A Data Envelopment Analysis Approach for Assessing Fairness in Resource Allocation: Application to Kidney Exchange Programs
Ali Kaazempur-Mofrad, Xiaowu Dai
TL;DR
This work develops a conditional Data Envelopment Analysis framework to assess fairness in kidney allocation across three dimensions: Priority, Access, and Outcome. By localizing frontiers with covariates via a kernel and measuring efficiency with a hyperbolic DEA score, the authors produce a unified fairness metric, augmented by Reference Frontier Mapping and group-conditional conformal prediction for robust uncertainty quantification. Analyses on US UNOS data reveal nuanced disparities: longer wait times for some groups, donor-driven variations in organ quality, and differential graft-rejection risks, with distributional differences capturing equity concerns beyond average effects. The approach offers a diagnostic tool for policy evaluation and stress-tests allocation rules under realistic demographic and clinical heterogeneity, while outlining practical considerations for implementation and future extensions.
Abstract
Kidney exchange programs have substantially increased transplantation rates but also raise critical concerns about fairness in organ allocation.
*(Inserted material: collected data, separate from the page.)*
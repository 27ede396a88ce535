//! Session errors

use thiserror::Error;

/// Why a proxied request did not produce an agent response
#[derive(Debug, Clone, PartialEq, Eq, Error)]
pub enum SessionError {
    #[error("no proxy connection")]
    NoAgent,

    #[error("waiting for response from the tunnel client timed out")]
    Timeout,

    #[error("tunnel client disconnected: {0}")]
    ConnectionLost(String),

    #[error("tunnel client sent an invalid frame: {0}")]
    Protocol(String),

    #[error("another request is waiting for the tunnel client")]
    Busy,

    #[error("tunnel session is no longer running")]
    SessionGone,
}

impl SessionError {
    /// HTTP status returned to the public caller
    pub fn status_code(&self) -> u16 {
        match self {
            SessionError::NoAgent
            | SessionError::ConnectionLost(_)
            | SessionError::Protocol(_) => 502,
            SessionError::Busy => 503,
            SessionError::Timeout => 504,
            SessionError::SessionGone => 500,
        }
    }
}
We propose a novel framework leveraging Data Envelopment Analysis (DEA) to evaluate multiple dimensions of fairness-Priority, Access, and Outcome-within a unified model. This approach captures complexities often missed in single-metric analyses. Using data from the United Network for Organ Sharing, we separately quantify fairness across these dimensions: Priority fairness through waitlist durations, Access fairness via the Living Kidney Donor Profile Index (LKDPI) scores, and Outcome fairness based on graft lifespan. We then apply our conditional DEA model with covariate adjustment to demonstrate significant disparities in kidney allocation efficiency across ethnic groups. To quantify uncertainty, we employ conformal prediction within a novel Reference Frontier Mapping (RFM) framework, yielding group-conditional prediction intervals with finite-sample coverage guarantees. Our findings show notable differences in efficiency distributions between ethnic groups. Our study provides a rigorous framework for evaluating fairness in complex resource allocation systems with resource scarcity and mutual compatibility constraints.